Figuring out who must pay what in taxes for LLC earnings is quite complicated and can be altered by the LLC's tax treatment choices. A business person should obtain an overview of the LLC laws in Michigan before deciding these issues.
What Is a Michigan LLC?
An LLC in Michigan is a type of business entity created by the Michigan Limited Liability Company Act of 1993. As a business structure, it is quick and easy to form and can be set up in a few hours. It also offers a lot of flexibility; it can have just one owner or it can be owned by several people.
All owners are called "members," and they usually have equal decision-making authority for the business. In some cases, however, some LLC members are mere investors and do not participate in management. In others, the LLC members prefer to pay a manager to run the company.
Pass-Through Business Tax Structure
Taxing authorities treat an LLC as an entity separate from its members for some purposes but as a pass-through business structure for others. Members of the LLC pay taxes on income as if they had earned it themselves in some cases, but not in others.
It is essential for anyone considering forming an LLC to understand the Michigan and federal rules for LLCs so that all laws are followed, and the LLC is kept up to date.
LLCs and Personal Liability
If an individual member must report LLC income for tax purposes as if they had earned it personally in many cases, why would the owner prefer an LLC business structure to a much simpler sole proprietorship? There is one important feature of an LLC that makes it more attractive than a sole proprietorship in Michigan: it limits the personal liability of individual members.
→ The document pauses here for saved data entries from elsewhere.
//! The handler failure type.
//!
//! A [`Fault`] keeps the human-readable message and the stack trace apart:
//! the message is the wrapped error's `Display`, the trace is a
//! [`Backtrace`] captured when the fault was built. Logging the message never
//! drags trace text along with it, and the trace is only rendered when a
//! server fault needs it.

use std::any::Any;
use std::backtrace::Backtrace;
use std::error::Error as StdError;
use std::fmt;
use std::sync::Arc;

use crate::error::Panicked;

type DynError = dyn StdError + Send + Sync + 'static;

/// A failed handler invocation: an error value plus the backtrace captured
/// where it was created.
///
/// Any `std::error::Error + Send + Sync + 'static` converts into a `Fault`,
/// so handlers propagate with `?`:
///
/// ```rust
/// use bulwark::Fault;
///
/// fn parse(raw: &str) -> Result<u64, Fault> {
///     Ok(raw.parse::<u64>()?)
/// }
/// ```
///
/// `Fault` does not implement `std::error::Error` itself; the blanket `From`
/// conversion depends on that.
///
/// Cloning is cheap: the error and the backtrace are shared.
#[derive(Clone)]
pub struct Fault {
    source: Arc<DynError>,
    backtrace: Arc<Backtrace>,
    detail: Option<String>,
}

impl Fault {
    /// Wraps `err`, capturing a backtrace (subject to `RUST_BACKTRACE` /
    /// `RUST_LIB_BACKTRACE`).
    pub fn new<E>(err: E) -> Self
    where
        E: StdError + Send + Sync + 'static,
    {
        Self::from_boxed(Box::new(err))
    }

    /// A fault whose whole message is `msg`.
    pub fn msg(msg: impl fmt::Display) -> Self {
        Self::new(Message(msg.to_string()))
    }

    fn from_boxed(source: Box<DynError>) -> Self {
        Self {
            source: Arc::from(source),
            backtrace: Arc::new(Backtrace::capture()),
            detail: None,
        }
    }

    /// Attaches a client-facing detail string, echoed in the error envelope.
    pub fn with_detail(mut self, detail: impl Into<String>) -> Self {
        self.detail = Some(detail.into());
        self
    }

    /// Converts a payload recovered from `catch_unwind` into a fault.
    ///
    /// Payloads that are themselves errors keep their identity: a `Fault`
    /// raised with [`std::panic::panic_any`] comes back unchanged, and a
    /// boxed error or `std::io::Error` is wrapped as if it had been returned.
    /// Anything else becomes [`Panicked`], which records the payload's type
    /// and nothing more. Error types a [`Classifier`](crate::Classifier)
    /// knows about are recognised earlier, by
    /// [`Classifier::recover`](crate::Classifier::recover).
    pub fn from_panic(payload: Box<dyn Any + Send>) -> Self {
        let payload = match payload.downcast::<Fault>() {
            Ok(fault) => return *fault,
            Err(other) => other,
        };
        let payload = match payload.downcast::<Box<DynError>>() {
            Ok(err) => return Self::from_boxed(*err),
            Err(other) => other,
        };
        let payload = match payload.downcast::<std::io::Error>() {
            Ok(err) => return Self::new(*err),
            Err(other) => other,
        };
        Self::new(Panicked { type_name: payload_type(payload.as_ref()) })
    }

    /// The error's display string. Never contains trace text.
    pub fn message(&self) -> String {
        self.source.to_string()
    }

    pub fn detail(&self) -> Option<&str> {
        self.detail.as_deref()
    }

    pub fn backtrace(&self) -> &Backtrace {
        &self.backtrace
    }

    /// The wrapped error followed by its `source()` chain, outermost first.
    pub fn chain(&self) -> impl Iterator<Item = &(dyn StdError + 'static)> {
        let head: &(dyn StdError + 'static) = &*self.source;
        std::iter::successors(Some(head), |&err| err.source())
    }

    /// Whether any link of the chain is an `E`.
    pub fn is<E: StdError + 'static>(&self) -> bool {
        self.find::<E>().is_some()
    }

    /// The first link of the chain that is an `E`.
    pub fn find<E: StdError + 'static>(&self) -> Option<&E> {
        self.chain().find_map(|err| err.downcast_ref::<E>())
    }
}

impl<E> From<E> for Fault
where
    E: StdError + Send + Sync + 'static,
{
    fn from(err: E) -> Self {
        Self::new(err)
    }
}

impl fmt::Display for Fault {
    fn fmt(&self, f: &mut fmt::Formatter<'_>) -> fmt::Result {
        fmt::Display::fmt(&self.source, f)
    }
}

impl fmt::Debug for Fault {
    fn fmt(&self, f: &mut fmt::Formatter<'_>) -> fmt::Result {
        f.debug_struct("Fault")
            .field("message", &self.message())
            .field("detail", &self.detail)
            .field("backtrace", &self.backtrace.status())
            .finish()
    }
}

/// Plain-text error behind [`Fault::msg`].
#[derive(Debug)]
struct Message(String);

impl fmt::Display for Message {
    fn fmt(&self, f: &mut fmt::Formatter<'_>) -> fmt::Result {
        f.write_str(&self.0)
    }
}

impl StdError for Message {}

// ── Panic payload type tags ───────────────────────────────────────────────────

macro_rules! type_tag {
    ($payload:expr; $($ty:ty),+ $(,)?) => {
        $(
            if $payload.is::<$ty>() {
                return std::any::type_name::<$ty>();
            }
        )+
    };
}

/// `Any` cannot name an arbitrary type, so only the payloads `panic!` and
/// `panic_any` commonly carry are recognised.
fn payload_type(payload: &(dyn Any + Send)) -> &'static str {
    type_tag!(payload;
        &'static str, String, bool, char,
        i8, i16, i32, i64, i128, isize,
        u8, u16, u32, u64, u128, usize,
        f32, f64, (),
    );
    "unknown type"
}

#[cfg(test)]
mod tests {
    use std::panic;

    use super::*;
    use crate::error::NotImplemented;

    #[derive(Debug, thiserror::Error)]
    #[error("loading account")]
    struct Outer(#[source] std::io::Error);

    fn recover(f: impl FnOnce() + panic::UnwindSafe) -> Fault {
        let payload = panic::catch_unwind(f).expect_err("closure must panic");
        Fault::from_panic(payload)
    }

    #[test]
    fn message_is_display_without_trace() {
        let fault = Fault::msg("bad request header");
        assert_eq!(fault.message(), "bad request header");
        assert_eq!(fault.to_string(), "bad request header");
        assert!(!fault.message().contains("backtrace"));
    }

    #[test]
    fn question_mark_converts_errors() {
        fn parse() -> Result<u32, Fault> {
            Ok("nope".parse::<u32>()?)
        }
        let fault = parse().unwrap_err();
        assert!(fault.is::<std::num::ParseIntError>());
    }

    #[test]
    fn chain_walks_sources() {
        let io = std::io::Error::new(std::io::ErrorKind::NotFound, "missing");
        let fault = Fault::new(Outer(io));
        let messages: Vec<String> = fault.chain().map(|e| e.to_string()).collect();
        assert_eq!(messages, ["loading account", "missing"]);
        assert!(fault.is::<std::io::Error>());
        assert!(!fault.is::<NotImplemented>());
    }

    #[test]
    fn find_returns_inner_link() {
        let io = std::io::Error::new(std::io::ErrorKind::NotFound, "missing");
        let fault = Fault::new(Outer(io));
        let inner = fault.find::<std::io::Error>().map(std::io::Error::kind);
        assert_eq!(inner, Some(std::io::ErrorKind::NotFound));
        assert_eq!(fault.chain().count(), 2);
    }

    #[test]
    fn detail_is_kept() {
        let fault = Fault::new(NotImplemented).with_detail("try v2");
        assert_eq!(fault.detail(), Some("try v2"));
        assert_eq!(fault.clone().detail(), Some("try v2"));
    }

    #[test]
    fn panic_with_fault_keeps_identity() {
        let fault = recover(|| panic::panic_any(Fault::new(NotImplemented).with_detail("x")));
        assert!(fault.is::<NotImplemented>());
        assert_eq!(fault.detail(), Some("x"));
    }

    #[test]
    fn panic_with_boxed_error_keeps_message() {
        let fault = recover(|| {
            let err: Box<dyn StdError + Send + Sync> = "disk on fire".into();
            panic::panic_any(err)
        });
        assert_eq!(fault.message(), "disk on fire");
        assert!(!fault.is::<Panicked>());
    }

    #[test]
    fn panic_with_io_error_keeps_message() {
        let fault = recover(|| {
            panic::panic_any(std::io::Error::other("pipe closed"))
        });
        assert_eq!(fault.message(), "pipe closed");
        assert!(fault.is::<std::io::Error>());
    }

    #[test]
    fn panic_with_str_names_type_only() {
        let fault = recover(|| panic!("secret token 1234"));
        assert_eq!(fault.message(), "panic with &str");
        assert!(fault.is::<Panicked>());
    }

    #[test]
    fn panic_with_formatted_string_names_type_only() {
        let token = 1234;
        let fault = recover(move || panic!("secret token {token}"));
        assert!(fault.message().starts_with("panic with "));
        assert!(fault.message().contains("String"));
        assert!(!fault.message().contains("1234"));
    }

    #[test]
    fn panic_with_integer_names_type() {
        let fault = recover(|| panic::panic_any(7_i32));
        assert_eq!(fault.message(), "panic with i32");
    }

    #[test]
    fn panic_with_unrecognised_payload() {
        struct Opaque;
        let fault = recover(|| panic::panic_any(Opaque));
        assert_eq!(fault.message(), "panic with unknown type");
    }
}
That is, if the limited liability company doesn't pay its bills, the creditors can sue the LLC. But even when there are not sufficient assets for the LLC debts, creditors cannot seek reimbursement from any member personally.
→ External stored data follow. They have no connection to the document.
impl SocketIoClientConfig {
    /// Configuration with default timings.
    #[must_use]
    pub fn new(url: impl Into<String>) -> Self {
        Self {
            url: url.into(),
            auto_connect: true,
            reconnect: ReconnectConfig::default(),
            connect_timeout: Duration::from_secs(20),
        }
    }

    /// Configuration from the socket section of the service settings.
    #[must_use]
    pub fn from_settings(url: impl Into<String>, settings: &SocketSettings) -> Self {
        Self {
            url: url.into(),
            auto_connect: settings.auto_connect,
            reconnect: ReconnectConfig::from_socket_settings(settings),
            connect_timeout: settings.connect_timeout,
        }
    }

    /// WebSocket endpoint for the configured URL.
    ///
    /// # Errors
    ///
    /// Returns an error if the URL does not parse or uses another scheme.
    pub fn endpoint(&self) -> Result<Url, SocketIoClientError> {
        let mut url = self.parsed_url()?;
        let scheme = match url.scheme() {
            "http" | "ws" => "ws",
            "https" | "wss" => "wss",
            other => {
                return Err(self.invalid(format!("unsupported scheme {other:?}")));
            }
        };
        url.set_scheme(scheme)
            .map_err(|()| self.invalid("cannot switch to a WebSocket scheme"))?;
        url.set_path("/socket.io/");
        url.set_query(Some("EIO=4&transport=websocket"));
        url.set_fragment(None);
        Ok(url)
    }

    /// Namespace selected by the URL path.
    ///
    /// # Errors
    ///
    /// Returns an error if the URL does not parse.
    pub fn namespace(&self) -> Result<String, SocketIoClientError> {
        let url = self.parsed_url()?;
        let path = url.path().trim_end_matches('/');
        Ok(if path.is_empty() {
            DEFAULT_NAMESPACE.to_string()
        } else {
            path.to_string()
        })
    }

    fn parsed_url(&self) -> Result<Url, SocketIoClientError> {
        Url::parse(&self.url).map_err(|e| self.invalid(e.to_string()))
    }

    fn invalid(&self, reason: impl Into<String>) -> SocketIoClientError {
        SocketIoClientError::InvalidUrl {
            url: self.url.clone(),
            reason: reason.into(),
        }
    }
}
Contrast that with a sole proprietorship, where the business' debts are the individual's debts. The only assets that can be attached for LLC business debts are LLC assets. An LLC member in Michigan risks only the amount of their investment in the LLC.
Type of LLC Taxes in Michigan
A business in Michigan is subject to a variety of taxes. The primary obligation is for income taxes both at the state and federal levels. Often, the business income is passed through to the members who report it on their personal tax returns.
In general, Michigan tax laws follow federal tax laws as to how LLC income is treated. That is, the LLC can be treated like a sole proprietorship for income tax purposes, but, in different circumstances, it may be taxed as a partnership or corporation.
In addition to income taxation, an LLC in Michigan must, in some cases, pay employment-related taxes, like unemployment insurance taxes. The LLC must also pay state fees and issue annual reports.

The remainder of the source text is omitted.